# Is Swift service poor, or is it just me



## 113999 (Jul 4, 2008)

Hi all, 

My 5 year old Suntor 630G needed a new accomodation door as the original delaminated and it seems that Swift can not supply a new one as it is no longer on the supply list.

Surely 5 years is not to long to keep spares for, what would happen if a car manufactor said this.

On top of this and after supplying 2 incorrect doors they have failed to collect the latest door from the repairer on 3 occasions and I cant get my money back.

Never again!! Doug.


----------



## SwiftGroup (Jun 27, 2007)

*Feedback from Swift*

Dougie

I am not aware that we cannot supply either the original or an alternative.

Please contact us with your build number so that we can investigate. You can find your build number in the footwell or under the bonnet.

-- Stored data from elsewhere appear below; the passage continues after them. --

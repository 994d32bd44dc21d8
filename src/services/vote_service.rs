use std::sync::Arc;

use serde::Serialize;
use tokio::sync::Notify;
use uuid::Uuid;

use crate::{
    error::VoteError,
    models::{ReviewCounts, VotePolarity},
    services::{
        review_aggregate::{self, ApplyError},
        vote_ledger::{self, CastVote},
    },
    store::{ReviewStore, VoteTx},
};

#[derive(Debug, Clone, Copy, PartialEq, Eq, Serialize)]
#[serde(rename_all = "snake_case")]
pub enum Rejection {
    DuplicateVote,
    NotFound,
}

#[derive(Debug, Clone, Copy, PartialEq, Eq)]
pub enum VoteOutcome {
    Accepted(ReviewCounts),
    Rejected(Rejection),
}

/// Runs the ledger write and the counter update as one transaction.
pub struct VoteService<S> {
    store: Arc<S>,
    reconcile: Arc<Notify>,
}

impl<S> Clone for VoteService<S> {
    fn clone(&self) -> Self {
        Self {
            store: self.store.clone(),
            reconcile: self.reconcile.clone(),
        }
    }
}

impl<S: ReviewStore> VoteService<S> {
    /// `reconcile` is notified whenever a submission may have left the
    /// counters behind the ledger.
    pub fn new(store: Arc<S>, reconcile: Arc<Notify>) -> Self {
        Self { store, reconcile }
    }

    /// Any `Err` is safe to retry from the top: a vote that did land comes
    /// back as `Rejected(DuplicateVote)`.
    pub async fn submit_vote(
        &self,
        user_id: Uuid,
        review_id: Uuid,
        polarity: VotePolarity,
    ) -> Result<VoteOutcome, VoteError> {
        let mut tx = self.store.begin().await?;

        if !tx.review_exists(review_id).await? {
            return Ok(VoteOutcome::Rejected(Rejection::NotFound));
        }

        let vote = match vote_ledger::cast_vote(&mut tx, user_id, review_id, polarity).await? {
            CastVote::Applied(vote) => vote,
            CastVote::DuplicateVote => return Ok(VoteOutcome::Rejected(Rejection::DuplicateVote)),
            CastVote::ReviewNotFound => return Ok(VoteOutcome::Rejected(Rejection::NotFound)),
        };

        let counts = match review_aggregate::apply_vote(&mut tx, &vote).await {
            Ok(counts) => counts,
            // Dropping tx rolls the ledger entry back with it.
            Err(ApplyError::ReviewNotFound) => {
                return Ok(VoteOutcome::Rejected(Rejection::NotFound));
            }
            Err(ApplyError::Store(source)) => {
                drop(tx);
                tracing::error!(
                    vote_id = %vote.id,
                    %review_id,
                    error = %source,
                    "Counter update failed after ledger write, scheduling reconciliation"
                );
                self.reconcile.notify_one();
                return Err(VoteError::PartialApplyFailure {
                    vote_id: vote.id,
                    source,
                });
            }
        };

        if let Err(e) = tx.commit().await {
            // The commit may or may not have landed.
            tracing::warn!(vote_id = %vote.id, %review_id, error = %e, "Vote commit failed");
            self.reconcile.notify_one();
            return Err(VoteError::StorageUnavailable(e));
        }

        tracing::info!(
            %user_id,
            %review_id,
            %polarity,
            likes = counts.likes,
            dislikes = counts.dislikes,
            "Vote accepted"
        );

        Ok(VoteOutcome::Accepted(counts))
    }
}
use chrono::{DateTime, Utc};
use serde::{Deserialize, Serialize};
use sqlx::FromRow;
use uuid::Uuid;

#[derive(Debug, Clone, Serialize, Deserialize, FromRow)]
pub struct User {
    pub id: Uuid,
    /// User id assigned by the identity provider.
    pub external_id: String,
    pub email: String,
    pub first_name: Option<String>,
    pub last_name: Option<String>,
    pub image_url: Option<String>,
    pub created_at: DateTime<Utc>,
    pub updated_at: DateTime<Utc>,
    pub deleted_at: Option<DateTime<Utc>>,
}

impl User {
    pub fn is_active(&self) -> bool {
        self.deleted_at.is_none()
    }
}

// Profile fields synced from the identity provider
#[derive(Debug, Clone, PartialEq, Eq)]
pub struct UserProfile {
    pub external_id: String,
    pub email: String,
    pub first_name: Option<String>,
    pub last_name: Option<String>,
    pub image_url: Option<String>,
}

// Identity provider webhook envelope
#[derive(Debug, Deserialize)]
pub struct IdentityEvent {
    #[serde(rename = "type")]
    pub event_type: String,
    #[serde(default)]
    pub data: serde_json::Value,
}

#[derive(Debug, Deserialize)]
pub struct IdentityEmailAddress {
    pub email_address: String,
}

#[derive(Debug, Deserialize)]
pub struct IdentityUserData {
    pub id: Option<String>,
    #[serde(default)]
    pub email_addresses: Vec<IdentityEmailAddress>,
    pub first_name: Option<String>,
    pub last_name: Option<String>,
    pub image_url: Option<String>,
}

impl IdentityUserData {
    /// Returns `None` when the provider omitted the id or every email address.
    pub fn into_profile(self) -> Option<UserProfile> {
        let external_id = self.id.filter(|id| !id.is_empty())?;
        let email = self.email_addresses.into_iter().next()?.email_address;

        Some(UserProfile {
            external_id,
            email,
            first_name: self.first_name.filter(|s| !s.is_empty()),
            last_name: self.last_name.filter(|s| !s.is_empty()),
            image_url: self.image_url.filter(|s| !s.is_empty()),
        })
    }
}

#[derive(Debug, Deserialize)]
pub struct IdentityDeletedData {
    pub id: Option<String>,
}

// Current user response
#[derive(Debug, Serialize)]
pub struct UserResponse {
    pub id: Uuid,
    pub email: String,
    pub first_name: Option<String>,
    pub last_name: Option<String>,
    pub image_url: Option<String>,
    pub created_at: DateTime<Utc>,
}

impl From<User> for UserResponse {
    fn from(user: User) -> Self {
        Self {
            id: user.id,
            email: user.email,
            first_name: user.first_name,
            last_name: user.last_name,
            image_url: user.image_url,
            created_at: user.created_at,
        }
    }
}
use game_reviews::config::Config;
use game_reviews::database::{create_pool, run_migrations};
use game_reviews::redis::RedisClient;
use game_reviews::services::{reconciliation::ReconciliationJob, vote_service::VoteService};
use game_reviews::store::PgReviewStore;
use game_reviews::{AppState, create_app};
use std::sync::Arc;
use std::time::Duration;
use tokio::net::TcpListener;
use tokio::sync::Notify;
use tracing_subscriber::{layer::SubscriberExt, util::SubscriberInitExt};

#[tokio::main]
async fn main() -> Result<(), Box<dyn std::error::Error>> {
    // Load .env file
    dotenvy::dotenv().ok();

    // Initialize tracing
    tracing_subscriber::registry()
        .with(
            tracing_subscriber::EnvFilter::try_from_default_env()
                .unwrap_or_else(|_| "game_reviews=debug,tower_http=debug".into()),
        )
        .with(tracing_subscriber::fmt::layer())
        .init();

    // Load configuration
    let config = Config::from_env()?;
    tracing::info!("Configuration loaded successfully");

    // Create database connection pool
    let db = create_pool(&config).await?;
    tracing::info!("Database connection pool created");

    run_migrations(&db).await?;
    tracing::info!("Database migrations completed");

    let redis = Arc::new(RedisClient::new(&config.redis_url).await?);
    tracing::info!("Redis client created");

    // Vote flow and the reconciliation job share the wake-up signal
    let store = Arc::new(PgReviewStore::new(db.clone()));
    let reconcile = Arc::new(Notify::new());
    let votes = VoteService::new(store.clone(), reconcile.clone());

    let _reconciler = ReconciliationJob::new(
        store.clone(),
        reconcile,
        Duration::from_secs(config.reconcile_interval_secs),
    )
    .start();
    tracing::info!(
        "Counter reconciliation scheduled every {}s",
        config.reconcile_interval_secs
    );

    let state = AppState {
        db,
        store,
        votes,
        redis,
        config: Arc::new(config.clone()),
    };

    let app = create_app(state);

    let listener = TcpListener::bind(format!("{}:{}", config.host, config.port)).await?;
    tracing::info!("Server listening on {}:{}", config.host, config.port);

    axum::serve(listener, app).await?;

    Ok(())
}
// Allow dead_code because these helpers are used across different test files
// which are compiled separately
#![allow(dead_code)]

use std::sync::Arc;

use anyhow::Result;
use game_reviews::models::{NewReview, Review};
use game_reviews::services::vote_service::VoteService;
use game_reviews::store::{MemoryReviewStore, ReviewStore};
use tokio::sync::Notify;
use uuid::Uuid;

pub struct TestHarness {
    pub store: Arc<MemoryReviewStore>,
    pub votes: VoteService<MemoryReviewStore>,
    pub reconcile: Arc<Notify>,
}

/// Vote service over a fresh in-memory store.
pub fn test_harness() -> TestHarness {
    let store = Arc::new(MemoryReviewStore::new());
    let reconcile = Arc::new(Notify::new());
    let votes = VoteService::new(store.clone(), reconcile.clone());
    TestHarness {
        store,
        votes,
        reconcile,
    }
}

pub async fn create_review(store: &MemoryReviewStore, rating: i16) -> Result<Review> {
    let review = store
        .create_review(NewReview {
            author_id: Uuid::new_v4(),
            content: "Embark on an epic journey".to_string(),
            rating,
        })
        .await?;
    Ok(review)
}

/// Asserts the stored counters equal what the ledger says.
pub async fn assert_counts_match_ledger(store: &MemoryReviewStore, review_id: Uuid) -> Result<()> {
    let review = store
        .get_review(review_id)
        .await?
        .expect("review should exist");
    let tally = store.ledger_tally(review_id).await;
    assert_eq!(
        review.counts(),
        tally,
        "counters drifted from ledger for review {review_id}"
    );
    Ok(())
}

Our email is [email protected] or telephone 01482 875740.

Regards
Kath


----------



## SwiftGroup (Jun 27, 2007)

Doug-n-San said:


> Hi all,
> 
> My 5 year old Suntor 630G needed a new accomodation door as the original delaminated and it seems that Swift can not supply a new one as it is no longer on the supply list.
> 
> ...


Who mis the repairer? Peter.


----------



## GerryD (Sep 20, 2007)

I am certain that this will turn out to be a case of bad dealer and Swift will be able to fix the door.
Otherwise a clear Sale of Goods case of goods not for purpose.
Gerry


----------